Les villages du Morvan, avec leurs maisons de pierre aux toits de tuiles plates ou d’ardoises, leurs églises romanes et leurs lavoirs, témoignent d’une histoire riche qui n’a pas d’équivalent au Canada. Cette architecture traditionnelle constitue un patrimoine unique qui différencie nettement le paysage morvandiau du paysage canadien.
Une gastronomie ancrée dans le terroir
La cuisine morvandelle, riche et généreuse, puise dans des traditions séculaires qui n’ont rien à voir avec la gastronomie canadienne. Le jambon persillé, la potée morvandelle ou le pâté de pommes de terre témoignent d’un art culinaire profondément ancré dans le terroir.
Les fromages locaux, comme le chaource ou l’époisses produits à proximité, n’ont pas d’équivalent au Canada. Cette richesse gastronomique constitue un atout majeur pour le tourisme local et contribue à l’identité spécifique du territoire.
Comment découvrir ce « petit Canada » français ?
Pour ceux qui souhaitent explorer ces paysages évocateurs sans traverser l’Atlantique, le Morvan offre une alternative séduisante. Situé à environ 2h30 à 3 heures de Paris, il est facilement accessible en voiture ou en train (jusqu’à Avallon, Autun ou Clamecy).
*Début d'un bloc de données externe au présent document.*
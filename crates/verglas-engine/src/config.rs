//! Engine configuration.
//!
//! Every threshold the decision rules and the drift monitor depend on is a
//! configuration value, not a literal buried in code, so device classes can
//! be tuned without code changes. Configuration is validated once at engine
//! construction; an invalid configuration is fatal before any run is
//! accepted.

use serde::{Deserialize, Serialize};

use crate::error::{Error, Result};

/// Monte Carlo run parameters.
#[derive(Debug, Clone, Serialize, Deserialize)]
#[serde(default)]
pub struct MonteCarloConfig {
    /// Sample count used when the caller does not specify one.
    pub default_samples: usize,
    /// Minimum fraction of requested samples that must evaluate
    /// successfully for run statistics to be trusted.
    pub min_sample_fraction: f64,
    /// Samples evaluated between cancellation checks.
    pub chunk_size: usize,
}

impl Default for MonteCarloConfig {
    fn default() -> Self {
        Self {
            default_samples: 1000,
            min_sample_fraction: 0.5,
            chunk_size: 64,
        }
    }
}

/// Residual-correction fit parameters.
#[derive(Debug, Clone, Serialize, Deserialize)]
#[serde(default)]
pub struct CalibrationConfig {
    /// Physics-consistency weight λ in the fit loss
    /// `Σ(pred·(1+g)+b − obs)² + λ·n·(g² + b²)`.
    ///
    /// Larger values keep the learned correction closer to identity.
    pub physics_weight: f64,
    /// Magnitude bound on the multiplicative correction term.
    pub max_gain: f64,
    /// Magnitude bound on the additive correction term.
    pub max_bias: f64,
    /// Minimum matched pairs required for a fit to be attempted.
    pub min_observations: usize,
}

impl Default for CalibrationConfig {
    fn default() -> Self {
        Self {
            physics_weight: 0.1,
            max_gain: 0.5,
            max_bias: 0.25,
            min_observations: 8,
        }
    }
}

/// Drift monitor thresholds.
///
/// Durations are in *observation time* (sensor timestamps), not wall-clock
/// ticks, so irregular sensor arrival rates cannot hide drift.
#[derive(Debug, Clone, Serialize, Deserialize)]
#[serde(default)]
pub struct DriftConfig {
    /// Rolling relative error above which the model is considered drifting.
    pub threshold: f64,
    /// Seconds the error must remain above threshold continuously before
    /// recalibration is triggered.
    pub sustain_s: f64,
    /// Trailing window over which the rolling error is computed, seconds.
    pub window_s: f64,
    /// Seconds of observation time to wait before retrying a failed
    /// recalibration.
    pub retry_backoff_s: f64,
}

impl Default for DriftConfig {
    fn default() -> Self {
        Self {
            threshold: 0.05,
            sustain_s: 600.0,
            window_s: 900.0,
            retry_backoff_s: 120.0,
        }
    }
}

/// Judgment rule thresholds.
#[derive(Debug, Clone, Serialize, Deserialize)]
#[serde(default)]
pub struct JudgmentConfig {
    /// Probability of failure at or above which the verdict is FAIL.
    pub fail_pf: f64,
    /// Mean safety factor below which the verdict is FAIL. Also the
    /// per-sample failure threshold used to compute Pf.
    pub fail_sf: f64,
    /// Mean safety factor required for PASS.
    pub pass_sf: f64,
    /// Upper bound the UCL95 of the risk metric must stay within.
    pub risk_limit: f64,
}

impl Default for JudgmentConfig {
    fn default() -> Self {
        Self {
            fail_pf: 0.20,
            fail_sf: 1.0,
            pass_sf: 1.5,
            risk_limit: 0.0,
        }
    }
}

/// Complete engine configuration.
#[derive(Debug, Clone, Default, Serialize, Deserialize)]
#[serde(default)]
pub struct EngineConfig {
    pub monte_carlo: MonteCarloConfig,
    pub calibration: CalibrationConfig,
    pub drift: DriftConfig,
    pub judgment: JudgmentConfig,
}

impl EngineConfig {
    /// Validate the configuration, failing fast on values that would make
    /// the decision rules or the drift monitor meaningless.
    pub fn validate(&self) -> Result<()> {
        let mc = &self.monte_carlo;
        if mc.default_samples == 0 {
            return Err(Error::Configuration("default_samples must be > 0".into()));
        }
        if !(mc.min_sample_fraction > 0.0 && mc.min_sample_fraction <= 1.0) {
            return Err(Error::Configuration(format!(
                "min_sample_fraction must be in (0, 1], got {}",
                mc.min_sample_fraction
            )));
        }
        if mc.chunk_size == 0 {
            return Err(Error::Configuration("chunk_size must be > 0".into()));
        }

        let cal = &self.calibration;
        if !(cal.physics_weight >= 0.0 && cal.physics_weight.is_finite()) {
            return Err(Error::Configuration(format!(
                "physics_weight must be finite and >= 0, got {}",
                cal.physics_weight
            )));
        }
        if cal.max_gain <= 0.0 || cal.max_bias <= 0.0 {
            return Err(Error::Configuration(
                "correction bounds max_gain/max_bias must be > 0".into(),
            ));
        }
        if cal.min_observations == 0 {
            return Err(Error::Configuration("min_observations must be > 0".into()));
        }

        let drift = &self.drift;
        if !(drift.threshold > 0.0 && drift.threshold.is_finite()) {
            return Err(Error::Configuration(format!(
                "drift threshold must be finite and > 0, got {}",
                drift.threshold
            )));
        }
        if drift.sustain_s <= 0.0 || drift.window_s <= 0.0 || drift.retry_backoff_s < 0.0 {
            return Err(Error::Configuration(
                "drift durations must be positive (retry_backoff_s may be 0)".into(),
            ));
        }
        if drift.window_s < drift.sustain_s {
            return Err(Error::Configuration(format!(
                "drift window_s ({}) must cover sustain_s ({})",
                drift.window_s, drift.sustain_s
            )));
        }

        let judg = &self.judgment;
        if !(judg.fail_pf > 0.0 && judg.fail_pf <= 1.0) {
            return Err(Error::Configuration(format!(
                "fail_pf must be in (0, 1], got {}",
                judg.fail_pf
            )));
        }
        if judg.fail_sf <= 0.0 || judg.pass_sf <= 0.0 {
            return Err(Error::Configuration(
                "safety factor thresholds must be > 0".into(),
            ));
        }
        if judg.fail_sf >= judg.pass_sf {
            return Err(Error::Configuration(format!(
                "fail_sf ({}) must be below pass_sf ({})",
                judg.fail_sf, judg.pass_sf
            )));
        }

        Ok(())
    }
}

#[cfg(test)]
mod tests {
    use super::*;

    #[test]
    fn defaults_are_valid() {
        assert!(EngineConfig::default().validate().is_ok());
    }

    #[test]
    fn rejects_inverted_safety_bands() {
        let mut cfg = EngineConfig::default();
        cfg.judgment.fail_sf = 2.0;
        assert!(matches!(cfg.validate(), Err(Error::Configuration(_))));
    }

    #[test]
    fn rejects_zero_sample_fraction() {
        let mut cfg = EngineConfig::default();
        cfg.monte_carlo.min_sample_fraction = 0.0;
        assert!(cfg.validate().is_err());
    }

    #[test]
    fn rejects_window_shorter_than_sustain() {
        let mut cfg = EngineConfig::default();
        cfg.drift.window_s = cfg.drift.sustain_s / 2.0;
        assert!(cfg.validate().is_err());
    }
}
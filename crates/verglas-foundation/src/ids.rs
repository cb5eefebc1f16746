//! Typed identifiers for verglas entities.
//!
//! All long-lived entities are identified by typed string wrappers. These
//! ensure type safety and provide consistent serialization.

use std::fmt;

use serde::{Deserialize, Serialize};

macro_rules! string_id {
    ($(#[$doc:meta])* $name:ident) => {
        $(#[$doc])*
        #[derive(
            Debug, Clone, PartialEq, Eq, Hash, PartialOrd, Ord, Serialize, Deserialize,
        )]
        #[serde(transparent)]
        pub struct $name(pub String);

        impl $name {
            /// Get the identifier as a string slice.
            pub fn as_str(&self) -> &str {
                &self.0
            }
        }

        impl fmt::Display for $name {
            fn fmt(&self, f: &mut fmt::Formatter<'_>) -> fmt::Result {
                write!(f, "{}", self.0)
            }
        }

        impl From<&str> for $name {
            fn from(s: &str) -> Self {
                Self(s.to_string())
            }
        }

        impl From<String> for $name {
            fn from(s: String) -> Self {
                Self(s)
            }
        }
    };
}

string_id!(
    /// Unique identifier for a scenario (one simulation request's subject).
    ScenarioId
);

string_id!(
    /// Unique identifier for a placed device within a scenario.
    DeviceId
);

string_id!(
    /// Unique identifier for a physical sensor producing observations.
    SensorId
);

#[cfg(test)]
mod tests {
    use super::*;

    #[test]
    fn display_round_trip() {
        let id: ScenarioId = "ramp-7.north".into();
        assert_eq!(id.to_string(), "ramp-7.north");
        assert_eq!(id.as_str(), "ramp-7.north");
    }
}
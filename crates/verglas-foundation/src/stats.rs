//! Order-independent statistics for Monte Carlo aggregation.
//!
//! Per-sample outcomes may be produced by a parallel worker pool, so every
//! aggregate here must yield identical results regardless of execution
//! order. Sums use a fixed-structure binary tree where pairing is
//! determined by index, not by which computation finishes first:
//!
//! ```text
//! Samples: [s0, s1, s2, s3, s4]
//!
//! Level 0: s0+s1  s2+s3  s4
//! Level 1: (s0+s1)+(s2+s3)  s4
//! Level 2: ((s0+s1)+(s2+s3))+s4
//! ```
//!
//! Percentiles are empirical order statistics over a sorted copy, never a
//! normal approximation — outcome distributions are not guaranteed
//! symmetric.

/// Perform a deterministic tree reduction with a binary operation.
///
/// The reduction follows a fixed binary tree structure where pairs are
/// determined by index, ensuring identical results regardless of execution
/// order. Odd elements propagate up a level unchanged.
pub fn tree_reduce<T, F>(values: &[T], op: F) -> Option<T>
where
    T: Copy,
    F: Fn(T, T) -> T,
{
    if values.is_empty() {
        return None;
    }
    if values.len() == 1 {
        return Some(values[0]);
    }

    let mut current: Vec<T> = values.to_vec();
    let mut next: Vec<T> = Vec::with_capacity(current.len().div_ceil(2));

    while current.len() > 1 {
        next.clear();
        let mut i = 0;
        while i + 1 < current.len() {
            next.push(op(current[i], current[i + 1]));
            i += 2;
        }
        if i < current.len() {
            next.push(current[i]);
        }
        std::mem::swap(&mut current, &mut next);
    }

    Some(current[0])
}

/// Deterministic sum using fixed-tree reduction.
pub fn sum(values: &[f64]) -> f64 {
    tree_reduce(values, |a, b| a + b).unwrap_or(0.0)
}

/// Deterministic mean, computed as `sum / count`.
pub fn mean(values: &[f64]) -> f64 {
    if values.is_empty() {
        return 0.0;
    }
    sum(values) / values.len() as f64
}

/// Deterministic population standard deviation.
pub fn std_dev(values: &[f64]) -> f64 {
    if values.is_empty() {
        return 0.0;
    }
    let m = mean(values);
    let sq: Vec<f64> = values.iter().map(|v| (v - m) * (v - m)).collect();
    (sum(&sq) / values.len() as f64).sqrt()
}

/// Minimum value; `f64::INFINITY` if empty.
pub fn min(values: &[f64]) -> f64 {
    tree_reduce(values, f64::min).unwrap_or(f64::INFINITY)
}

/// Maximum value; `f64::NEG_INFINITY` if empty.
pub fn max(values: &[f64]) -> f64 {
    tree_reduce(values, f64::max).unwrap_or(f64::NEG_INFINITY)
}

/// Empirical percentile as an order statistic.
///
/// `p` is in [0, 100]. Uses the nearest-rank method on a sorted copy:
/// the k-th order statistic with `k = ceil(p/100 · n)`, so `percentile(v,
/// 95.0)` is a value actually present in the sample set.
pub fn percentile(values: &[f64], p: f64) -> f64 {
    if values.is_empty() {
        return f64::NAN;
    }
    let mut sorted = values.to_vec();
    sorted.sort_by(|a, b| a.partial_cmp(b).unwrap_or(std::cmp::Ordering::Equal));

    let n = sorted.len();
    let rank = ((p / 100.0) * n as f64).ceil() as usize;
    sorted[rank.clamp(1, n) - 1]
}

/// Fraction of values strictly below a threshold.
pub fn fraction_below(values: &[f64], threshold: f64) -> f64 {
    if values.is_empty() {
        return 0.0;
    }
    values.iter().filter(|&&v| v < threshold).count() as f64 / values.len() as f64
}

#[cfg(test)]
mod tests {
    use super::*;

    #[test]
    fn tree_sum_matches_sequential() {
        let values = [1.0, 2.0, 3.0, 4.0, 5.0];
        assert_eq!(sum(&values), 15.0);
    }

    #[test]
    fn tree_sum_is_permutation_stable_in_structure() {
        // Same multiset reduced under the same index structure gives the
        // same bits; this guards the fixed-tree pairing itself.
        let values: Vec<f64> = (0..1000).map(|i| 1.0 / (i as f64 + 1.0)).collect();
        let a = sum(&values);
        let b = sum(&values);
        assert_eq!(a.to_bits(), b.to_bits());
    }

    #[test]
    fn percentile_is_order_statistic() {
        let values: Vec<f64> = (1..=100).map(|i| i as f64).collect();
        assert_eq!(percentile(&values, 95.0), 95.0);
        assert_eq!(percentile(&values, 5.0), 5.0);
        assert_eq!(percentile(&values, 100.0), 100.0);
        // Single element: every percentile is that element
        assert_eq!(percentile(&[3.5], 95.0), 3.5);
    }

    #[test]
    fn fraction_below_counts_strictly() {
        let values = [0.5, 1.0, 1.5, 2.0];
        assert_eq!(fraction_below(&values, 1.0), 0.25);
    }

    #[test]
    fn empty_inputs_are_defined() {
        assert_eq!(sum(&[]), 0.0);
        assert_eq!(mean(&[]), 0.0);
        assert!(percentile(&[], 95.0).is_nan());
    }
}
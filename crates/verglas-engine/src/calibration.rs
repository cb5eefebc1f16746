//! Calibration model.
//!
//! The ideal physics model is corrected by a learned residual term
//! `corrected = ideal * (1 + gain) + bias`. The correction is deliberately
//! small and hard-bounded so the physics term stays dominant: with sparse
//! or noisy sensor data the corrected output degrades toward the ideal
//! prediction instead of diverging.
//!
//! Fitting minimizes a loss that combines a sensor-fit term with a
//! physics-consistency (ridge) term weighted by the configured λ:
//!
//! ```text
//! L(g, b) = Σ (pred_i·(1+g) + b − obs_i)² + λ·n·(g² + b²)
//! ```
//!
//! The minimum has a closed form (2×2 normal equations), so a fit is
//! deterministic given the same input batch — recalibrations are
//! reproducible for audit.

use serde::{Deserialize, Serialize};
use tracing::debug;

use crate::config::CalibrationConfig;
use crate::error::{Error, Result};
use crate::physics::constants::{MIN_BRINE_COVERAGE, REFERENCE_THERMAL_MARGIN_C, SPRAY_SF_WEIGHT, THERMAL_SF_WEIGHT};
use crate::physics::PhysicalOutcome;
use crate::scenario::{CalibrationKey, ScenarioType};

/// One (ideal prediction, sensor observation) pair used for fitting.
#[derive(Debug, Clone, Copy, PartialEq, Serialize, Deserialize)]
pub struct FitPair {
    /// The ideal (uncorrected) model prediction of the observable metric.
    pub predicted: f64,
    /// The sensor-observed value of the same metric.
    pub observed: f64,
    /// Observation timestamp, seconds.
    pub timestamp_s: f64,
}

/// Fitted residual-correction parameters plus audit metadata.
///
/// This is the only mutable long-lived entity in the engine; one state
/// exists per [`CalibrationKey`] and all mutation happens through the drift
/// monitor committing a whole new state atomically.
#[derive(Debug, Clone, PartialEq, Serialize, Deserialize)]
pub struct CalibrationState {
    /// Multiplicative correction term, bounded by config.
    pub gain: f64,
    /// Additive correction term (in the observable metric's units),
    /// bounded by config.
    pub bias: f64,
    /// Observation timestamp of the most recent fit, seconds. Zero for the
    /// neutral state.
    pub fitted_at_s: f64,
    /// Matched pairs used by the most recent fit.
    pub observation_count: usize,
    /// Rolling relative error at the time the fit was triggered.
    pub drift_estimate: f64,
    /// Monotonically increasing commit counter; readers use it to tell
    /// states apart.
    pub version: u64,
}

impl CalibrationState {
    /// The identity correction: pass physics through untouched.
    pub fn neutral() -> Self {
        Self {
            gain: 0.0,
            bias: 0.0,
            fitted_at_s: 0.0,
            observation_count: 0,
            drift_estimate: 0.0,
            version: 0,
        }
    }

    /// Apply the correction to one observable metric value.
    pub fn correct_metric(&self, predicted: f64) -> f64 {
        predicted * (1.0 + self.gain) + self.bias
    }

    /// Apply the residual correction to a physical outcome.
    ///
    /// The correction targets the observable metric for the scenario type
    /// (coverage ratio for salt-spray, surface temperature for thermal);
    /// the safety factors are recomputed from the corrected metric so the
    /// outcome stays internally consistent.
    pub fn correct(
        &self,
        outcome: &PhysicalOutcome,
        scenario_type: ScenarioType,
    ) -> CalibratedOutcome {
        let ideal_metric = outcome.observable_metric(scenario_type);
        let mut corrected = outcome.clone();
        match scenario_type {
            ScenarioType::SaltSpray => {
                // Coverage is a physical fraction; clamp after correction.
                corrected.coverage_ratio = self.correct_metric(outcome.coverage_ratio).clamp(0.0, 1.0);
                corrected.spray_sf = corrected.coverage_ratio / MIN_BRINE_COVERAGE;
                corrected.safety_factor =
                    SPRAY_SF_WEIGHT * corrected.spray_sf + THERMAL_SF_WEIGHT * corrected.thermal_sf;
            }
            ScenarioType::Thermal => {
                corrected.surface_temp_c = self.correct_metric(outcome.surface_temp_c);
                corrected.temperature_margin_c = corrected.surface_temp_c - corrected.freezing_point_c;
                corrected.thermal_sf =
                    (corrected.temperature_margin_c / REFERENCE_THERMAL_MARGIN_C).max(0.0);
                corrected.safety_factor = corrected.thermal_sf;
            }
        }
        CalibratedOutcome {
            outcome: corrected,
            ideal_metric,
            gain: self.gain,
            bias: self.bias,
            calibration_version: self.version,
        }
    }

    /// Fit a new state from a batch of matched pairs.
    ///
    /// Deterministic for a given batch; fails with
    /// [`Error::Recalibration`] when the batch is too small or degenerate.
    /// The returned state carries `version = prior.version + 1`.
    pub fn fit(
        prior: &CalibrationState,
        key: CalibrationKey,
        pairs: &[FitPair],
        drift_estimate: f64,
        config: &CalibrationConfig,
    ) -> Result<CalibrationState> {
        if pairs.len() < config.min_observations {
            return Err(Error::Recalibration {
                key,
                detail: format!(
                    "{} matched pairs, need at least {}",
                    pairs.len(),
                    config.min_observations
                ),
            });
        }

        let n = pairs.len() as f64;
        let lambda_n = config.physics_weight * n;

        // Normal equations for L(g, b) over residuals r_i = obs_i - pred_i:
        //   [Σp² + λn   Σp    ] [g]   [Σ p·r]
        //   [Σp         n + λn] [b] = [Σ r  ]
        let mut sum_p = 0.0;
        let mut sum_pp = 0.0;
        let mut sum_r = 0.0;
        let mut sum_pr = 0.0;
        for pair in pairs {
            if !(pair.predicted.is_finite() && pair.observed.is_finite()) {
                return Err(Error::Recalibration {
                    key,
                    detail: "non-finite value in fit batch".into(),
                });
            }
            let r = pair.observed - pair.predicted;
            sum_p += pair.predicted;
            sum_pp += pair.predicted * pair.predicted;
            sum_r += r;
            sum_pr += pair.predicted * r;
        }

        let a11 = sum_pp + lambda_n;
        let a12 = sum_p;
        let a22 = n + lambda_n;
        let det = a11 * a22 - a12 * a12;
        if det.abs() < 1e-12 {
            return Err(Error::Recalibration {
                key,
                detail: "degenerate fit batch (singular normal equations)".into(),
            });
        }

        let gain = ((sum_pr * a22 - sum_r * a12) / det).clamp(-config.max_gain, config.max_gain);
        let bias = ((sum_r * a11 - sum_pr * a12) / det).clamp(-config.max_bias, config.max_bias);

        let fitted_at_s = pairs
            .iter()
            .map(|p| p.timestamp_s)
            .fold(f64::NEG_INFINITY, f64::max);

        debug!(
            key = %key,
            gain,
            bias,
            observations = pairs.len(),
            "calibration fit complete"
        );

        Ok(CalibrationState {
            gain,
            bias,
            fitted_at_s,
            observation_count: pairs.len(),
            drift_estimate,
            version: prior.version + 1,
        })
    }
}

/// A [`PhysicalOutcome`] after residual correction.
#[derive(Debug, Clone, PartialEq, Serialize, Deserialize)]
pub struct CalibratedOutcome {
    /// The corrected outcome; same shape as the ideal prediction.
    pub outcome: PhysicalOutcome,
    /// Ideal (uncorrected) value of the observable metric. Kept alongside
    /// the corrected outcome because the correction may saturate (coverage
    /// clamps to [0, 1]) and would then not be invertible.
    pub ideal_metric: f64,
    /// Correction terms that were applied, for audit.
    pub gain: f64,
    pub bias: f64,
    /// Version of the calibration state that produced this outcome.
    pub calibration_version: u64,
}

#[cfg(test)]
mod tests {
    use super::*;
    use crate::scenario::DeviceClass;

    fn key() -> CalibrationKey {
        CalibrationKey {
            device_class: DeviceClass::SpraySystem,
            scenario_type: ScenarioType::SaltSpray,
        }
    }

    fn pairs_with_offset(offset: f64, n: usize) -> Vec<FitPair> {
        (0..n)
            .map(|i| {
                let predicted = 0.6 + 0.01 * i as f64;
                FitPair {
                    predicted,
                    observed: predicted + offset,
                    timestamp_s: 60.0 * i as f64,
                }
            })
            .collect()
    }

    #[test]
    fn neutral_state_is_identity() {
        let state = CalibrationState::neutral();
        assert_eq!(state.correct_metric(0.75), 0.75);
        assert_eq!(state.version, 0);
    }

    #[test]
    fn fit_learns_a_constant_offset() {
        let cfg = CalibrationConfig::default();
        let pairs = pairs_with_offset(0.05, 16);
        let state =
            CalibrationState::fit(&CalibrationState::neutral(), key(), &pairs, 0.07, &cfg).unwrap();

        // With ridge damping the correction undershoots slightly, but must
        // move predictions toward observations.
        let corrected = state.correct_metric(0.65);
        assert!(
            (corrected - 0.70).abs() < (0.65_f64 - 0.70).abs(),
            "correction should reduce the residual, got {corrected}"
        );
        assert_eq!(state.version, 1);
        assert_eq!(state.observation_count, 16);
        assert!((state.fitted_at_s - 900.0).abs() < 1e-9);
    }

    #[test]
    fn fit_is_deterministic() {
        let cfg = CalibrationConfig::default();
        let pairs = pairs_with_offset(-0.03, 12);
        let a = CalibrationState::fit(&CalibrationState::neutral(), key(), &pairs, 0.06, &cfg)
            .unwrap();
        let b = CalibrationState::fit(&CalibrationState::neutral(), key(), &pairs, 0.06, &cfg)
            .unwrap();
        assert_eq!(a, b);
    }

    #[test]
    fn correction_is_bounded() {
        let cfg = CalibrationConfig::default();
        // Observations wildly off: the learned terms must still respect
        // the configured bounds.
        let pairs: Vec<FitPair> = (0..16)
            .map(|i| FitPair {
                predicted: 0.5,
                observed: 50.0,
                timestamp_s: i as f64,
            })
            .collect();
        let state =
            CalibrationState::fit(&CalibrationState::neutral(), key(), &pairs, 0.9, &cfg).unwrap();
        assert!(state.gain.abs() <= cfg.max_gain);
        assert!(state.bias.abs() <= cfg.max_bias);
    }

    #[test]
    fn too_few_observations_fail() {
        let cfg = CalibrationConfig::default();
        let pairs = pairs_with_offset(0.05, cfg.min_observations - 1);
        let err = CalibrationState::fit(&CalibrationState::neutral(), key(), &pairs, 0.0, &cfg)
            .unwrap_err();
        assert!(matches!(err, Error::Recalibration { .. }));
    }

    #[test]
    fn corrected_coverage_stays_physical() {
        let state = CalibrationState {
            gain: 0.5,
            bias: 0.25,
            ..CalibrationState::neutral()
        };
        let outcome = PhysicalOutcome {
            sample_index: 0,
            coverage_ratio: 0.9,
            surface_temp_c: -2.0,
            freezing_point_c: -13.8,
            temperature_margin_c: 11.8,
            spray_sf: 0.9 / MIN_BRINE_COVERAGE,
            thermal_sf: 1.0,
            safety_factor: 1.0,
        };
        let corrected = state.correct(&outcome, ScenarioType::SaltSpray);
        assert!(corrected.outcome.coverage_ratio <= 1.0);
        // 0.9 * 1.5 + 0.25 saturates the clamp; the ideal metric must
        // still be recoverable without inverting the correction.
        assert_eq!(corrected.outcome.coverage_ratio, 1.0);
        assert_eq!(corrected.ideal_metric, 0.9);
    }
}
La meilleure période pour visiter dépend des expériences recherchées. L’automne offre des couleurs flamboyantes qui rappellent l’été indien canadien, tandis que l’hiver permet de découvrir des paysages enneigés dignes du Grand Nord. Le printemps et l’été sont idéaux pour les activités nautiques et les randonnées.
Itinéraires recommandés
- Le tour des grands lacs : un circuit de plusieurs jours permettant de découvrir les six grands lacs du Morvan et leurs environs.
- L’ascension du Haut-Folin : le point culminant du massif offre un panorama exceptionnel sur toute la région.
- La route des Sapins de Noël : le Morvan est le premier producteur français de sapins de Noël, et cette route thématique permet de découvrir cette activité typique.
- Le sentier des Flotteurs : ce parcours longe le Cousin et l’Yonne, retraçant l’histoire du flottage du bois.
Un avenir touristique prometteur entre tradition et modernité
Le Morvan connaît aujourd’hui un regain d’intérêt touristique, notamment auprès des citadins en quête d’espaces naturels préservés. Cette attractivité nouvelle s’accompagne de défis importants en termes de préservation de l’environnement et de développement durable.
Le Parc naturel régional, créé en 1970, joue un rôle essentiel dans la conciliation entre développement touristique et protection des paysages. Ses actions en faveur d’un tourisme responsable s’inspirent d’ailleurs souvent des pratiques canadiennes en la matière.
Des initiatives comme la création de voies vertes, le développement de l’agritourisme ou la valorisation des produits locaux contribuent à un modèle de développement qui préserve l’authenticité du territoire tout en améliorant son attractivité.
Le Morvan offre ainsi une expérience unique, où les paysages évocateurs du Canada se mêlent à un patrimoine culturel riche et à des traditions bien vivantes. Une destination qui mérite d’être découverte, pour ses similitudes surprenantes avec les grands espaces canadiens, mais aussi pour tout ce qui fait sa singularité au cœur de la Bourgogne.